N546 in b18-b19 loop is important for binding and toxicity of the Bacillus thuringiensis Cry1Ac toxin

• Published in: Journal of invertebrate pathology Vol. 101; no. 2; pp. 119 - 123
• Main Authors: Xiang, W F, Qiu, X L, Zhi, D X, Min, Z X, Yuan, L, Quan, Y Z
• Format: Journal Article
• Language: English
• Published: 01.06.2009
• Subjects: Bacillus thuringiensis
• ISSN: 0022-2011
• DOI: 10.1016/j.jip.2009.04.004

Our previous mutagenic analysis showed that the unique residue N546 in the apex of b18-b19 loop of Bacillus thuringiensis Cry1Ac toxin is important for its toxicity. In this study, trypsin digestion susceptibility, binding to BBMV and oligomer formation activity was therefore analyzed to determine the mechanism of toxicity change of these mutant toxins.
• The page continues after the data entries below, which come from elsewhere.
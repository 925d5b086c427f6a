//! CLI interface for prize-savings
//!
//! Provides subcommands for:
//! - `odds`: Offline odds from explicit share balances
//! - `vault`: Read vault state (and a user's balance) via Multicall3
//! - `draws`, `prizes`, `observations`, `wallets`: Paginated subgraph queries
//! - `config`: Show the configured chains

mod odds;
mod subgraph;
mod vault;

pub use odds::OddsArgs;
pub use subgraph::{DrawsArgs, ObservationsArgs, PrizesArgs, WalletsArgs};
pub use vault::VaultArgs;

use alloy::primitives::{Address, U256};
use clap::{Parser, Subcommand};

#[derive(Parser, Debug)]
#[command(name = "prize-savings")]
#[command(about = "Read prize savings vaults, draws and odds across chains")]
#[command(version)]
pub struct Cli {
    #[command(subcommand)]
    pub command: Commands,

    /// Path to configuration file
    #[arg(short, long, default_value = "config.toml", global = true)]
    pub config: String,
}

#[derive(Subcommand, Debug)]
pub enum Commands {
    /// Compute odds from explicit inputs
    Odds(OddsArgs),
    /// Read vault state through Multicall3
    Vault(VaultArgs),
    /// List draws and their prize claims
    Draws(DrawsArgs),
    /// List prizes won by a user
    Prizes(PrizesArgs),
    /// Show a user's TWAB observations per vault
    Observations(ObservationsArgs),
    /// List depositor wallet addresses
    Wallets(WalletsArgs),
    /// Show configured chains
    Config,
}

fn parse_address_arg(raw: &str) -> Result<Address, String> {
    raw.parse().map_err(|e| format!("invalid address {raw}: {e}"))
}

fn parse_u256_arg(raw: &str) -> Result<U256, String> {
    raw.parse().map_err(|e| format!("invalid integer {raw}: {e}"))
}
//! Integration tests for subgraph pagination

use async_trait::async_trait;
use prize_savings::config::{ChainConfig, ChainRegistry, MULTICALL3_ADDRESS};
use prize_savings::subgraph::{GraphQlRequest, SubgraphClient, SubgraphError, SubgraphTransport};
use serde_json::{json, Value};
use std::sync::atomic::{AtomicUsize, Ordering};
use std::sync::Arc;

/// Serves `total` users in pages, like a real indexer would
struct UsersIndexer {
    total: usize,
    requests: AtomicUsize,
}

#[async_trait]
impl SubgraphTransport for UsersIndexer {
    async fn post(&self, _url: &str, request: &GraphQlRequest) -> Result<Value, SubgraphError> {
        self.requests.fetch_add(1, Ordering::SeqCst);

        let skip = request.variables["skip"].as_u64().unwrap_or(0) as usize;
        let first = request.variables["first"].as_u64().unwrap_or(0) as usize;
        let users: Vec<Value> = (skip..(skip + first).min(self.total))
            .map(|i| json!({ "id": i.to_string(), "address": format!("0x{:040x}", i + 1) }))
            .collect();

        Ok(json!({ "data": { "users": users } }))
    }
}

fn client(total: usize, page_size: usize) -> SubgraphClient<UsersIndexer> {
    let registry = ChainRegistry::new([ChainConfig {
        id: 137,
        name: "polygon".to_string(),
        rpc_url: None,
        subgraph_url: Some("https://indexer.test/polygon".to_string()),
        multicall_address: MULTICALL3_ADDRESS,
    }]);
    let transport = UsersIndexer {
        total,
        requests: AtomicUsize::new(0),
    };
    SubgraphClient::new(Arc::new(registry), transport).with_page_size(page_size)
}

#[tokio::test]
async fn test_full_pages_then_short_page() {
    // Two full pages and a short third page
    let client = client(2_500, 1_000);

    let wallets = client.get_wallet_addresses(137).await.unwrap();

    assert_eq!(wallets.len(), 2_500);
    assert_eq!(client.transport().requests.load(Ordering::SeqCst), 3);
}

#[tokio::test]
async fn test_exact_multiple_needs_one_more_request() {
    let client = client(300, 100);

    let wallets = client.get_wallet_addresses(137).await.unwrap();

    assert_eq!(wallets.len(), 300);
    assert_eq!(client.transport().requests.load(Ordering::SeqCst), 4);
}

#[tokio::test]
async fn test_unconfigured_chain_is_empty() {
    let client = client(10, 100);

    assert!(client.get_wallet_addresses(1).await.unwrap().is_empty());
    assert_eq!(client.transport().requests.load(Ordering::SeqCst), 0);
}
The results showed that residue N546 was not involved in toxin oligomerisation and maintaining the stability of toxin, the enhanced toxicity of mutant N546A was just because of increased binding to BBMV, and reduction in toxicity of other mutants were caused by reduction in initial or irreversible binding to BBMV. This is the first report that revealed N546 in Cry1Ac domain III played an essential role in its insecticidal activity and binding to insect BBMV.